To reach them, from Main Street in Blanding, turn onto 500 South heading East; one mile down the road will curve and become 1100 East/Dairy Lane. There will be many ranches, including an Elk ranch and you can tell this area is where money lives.
|Bull Elk demonstrates his high pitched "bugle" call.|
At mile 2.3, the road becomes graded dirt/gravel and you're now on Perkins Road (CR 206); while a scenic drive, don't be surprised to see utility vehicles as there is oil drilling in the area. At mile 4.4, the road begins a steep descent and squares off at the ruins (mile 4.5). The multitude of caves are located on all levels, from the ground to the various ledges that stretch across and inward; the western side is closed off by a metal cattle gate.
|Browns Canyon Ruins - frontal view|
One outstanding feature is the tall sandstone formation attached to the western front of the ruins. It resembles a Chanterelle mushroom; its filigree top forming an arch type opening. From the side view, it is close in resemblance to the "Seven Sailors" located in the Valley of the Gods; a small cave holds remnants of ruins within.
With the zoom lens, I was able to get a couple of shots of caves on the western side even though it is closed off.
Climbing up onto, and walking around, the ledges was not difficult; we were able to inspect the interior of many of the caves.
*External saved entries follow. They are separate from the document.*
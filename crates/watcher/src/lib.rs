//! File system watching for Snapship
//!
//! This crate provides:
//! - A dynamic watch set over backup/snapshot directories, owned by one thread
//! - Periodic rescans that discover and retire watch targets
//! - Translation of notify events into a closed event enum
//! - Classification of events into upload tasks

pub mod classify;
pub mod platform;
pub mod pump;
pub mod reconcile;
pub mod watchset;

pub use classify::Classifier;
pub use pump::EventPump;
pub use reconcile::{Reconciler, WatchCommand, WatchHandle};
pub use watchset::{RescanSummary, WatchBackend, WatchSet};

use std::path::PathBuf;

/// File system event, translated once at the notification boundary
#[derive(Debug, Clone, PartialEq, Eq)]
pub struct FileSystemEvent {
    /// Path that changed
    pub path: PathBuf,
    /// Type of change
    pub kind: FsEventKind,
    /// Directory hint from the backend (unreliable across platforms)
    pub is_dir_hint: bool,
}

impl FileSystemEvent {
    pub fn new(path: impl Into<PathBuf>, kind: FsEventKind) -> Self {
        Self {
            path: path.into(),
            kind,
            is_dir_hint: false,
        }
    }
}

/// Type of file system event
#[derive(Debug, Clone, Copy, PartialEq, Eq, Hash)]
pub enum FsEventKind {
    /// Entry created in a watched directory
    Created,
    /// Entry moved into a watched directory
    MovedIn,
    /// Entry contents or metadata changed
    Modified,
    /// Entry removed or moved away
    Deleted,
    /// A directory itself was removed
    SelfDeleted,
}

impl FsEventKind {
    /// Kinds every watch registers interest in
    pub const REGISTERED: [FsEventKind; 4] = [
        FsEventKind::Created,
        FsEventKind::MovedIn,
        FsEventKind::Deleted,
        FsEventKind::SelfDeleted,
    ];

    pub fn is_delete(self) -> bool {
        matches!(self, FsEventKind::Deleted | FsEventKind::SelfDeleted)
    }

    pub fn is_registered(self) -> bool {
        Self::REGISTERED.contains(&self)
    }
}

/// Watch subsystem errors
#[derive(Debug, thiserror::Error)]
pub enum WatchError {
    /// The OS notification backend could not be created
    #[error("failed to initialize file watcher: {0}")]
    Init(#[source] notify::Error),

    /// Registration failed for a reason other than the path vanishing
    #[error("failed to watch {path}: {source}")]
    Register {
        path: PathBuf,
        #[source]
        source: notify::Error,
    },

    #[error("failed to spawn {name} thread: {source}")]
    Spawn {
        name: &'static str,
        #[source]
        source: std::io::Error,
    },

    /// The watch-set owner is no longer running
    #[error("watch-set owner is not running")]
    Disconnected,
}
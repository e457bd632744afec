//! Execution environment metadata
//!
//! Resolved once at startup and shared read-only for the lifetime of the process.

use serde::Serialize;
use std::fmt;

/// Cloud provider the process runs on
#[derive(Debug, Clone, Copy, PartialEq, Eq, Hash, Default, Serialize)]
#[serde(rename_all = "lowercase")]
pub enum Cloud {
    /// Amazon Web Services
    Aws,
    /// Google Compute Engine
    Gce,
    /// Unknown or not resolved
    #[default]
    None,
}

impl Cloud {
    /// Derive the region from an availability zone.
    ///
    /// The zone suffix differs per provider: AWS zones end in a single letter
    /// (`us-east-1a`), GCE zones end in `-` plus a letter (`us-central1-a`).
    /// A zone not longer than the suffix yields an empty region.
    pub fn region_from_zone(self, zone: &str) -> String {
        let suffix_len = match self {
            Cloud::Aws => 1,
            Cloud::Gce => 2,
            Cloud::None => return String::new(),
        };

        if zone.len() <= suffix_len || !zone.is_char_boundary(zone.len() - suffix_len) {
            return String::new();
        }
        zone[..zone.len() - suffix_len].to_string()
    }

    pub fn as_str(self) -> &'static str {
        match self {
            Cloud::Aws => "aws",
            Cloud::Gce => "gce",
            Cloud::None => "none",
        }
    }
}

impl fmt::Display for Cloud {
    fn fmt(&self, f: &mut fmt::Formatter<'_>) -> fmt::Result {
        f.write_str(self.as_str())
    }
}

/// Metadata describing where this process runs
#[derive(Debug, Clone, Default, PartialEq, Eq, Serialize)]
#[serde(rename_all = "camelCase")]
pub struct CommonMetadata {
    pub cloud: Cloud,
    pub region: String,
    pub zone: String,
    pub hostname: String,
    pub instance_id: String,
    pub pod_name: String,
}

impl CommonMetadata {
    /// Metadata for a host whose provider could not be determined
    pub fn unknown(pod_name: impl Into<String>) -> Self {
        Self {
            pod_name: pod_name.into(),
            ..Self::default()
        }
    }

    /// Whether a cloud provider was resolved
    pub fn is_resolved(&self) -> bool {
        self.cloud != Cloud::None
    }

    /// Render as a single-line JSON document for startup logging
    pub fn to_json(&self) -> String {
        serde_json::to_string(self).unwrap_or_else(|_| format!("{:?}", self))
    }
}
Unfortunately, if there was rock art there at any time, the smoke from fires (charred remains on the ground) and graffiti (Joanie loves Chachi and similar nonsense) has obliterated it. The only mark we left was our footprints on the sand which would be quickly removed by the weather.
Digging around for more historical information, I learned that in 1903, folks from Bluff moved up to the area they called Grayson; it was renamed Blanding in 1914. In 1911, the Brown family moved from New Mexico and settled in; as with most places in the area, the ruins are named after earlier settlers. They're written about in "Western Pioneer Settlers, Vol. 1 - They Came to Grayson", published 2005 by Ridgeway Art Gallery, featuring the artwork of Kelly Pugh.
So there you have them, the Browns Canyon Ruins; and my only question now is, when does it get its Historical Information Plaque?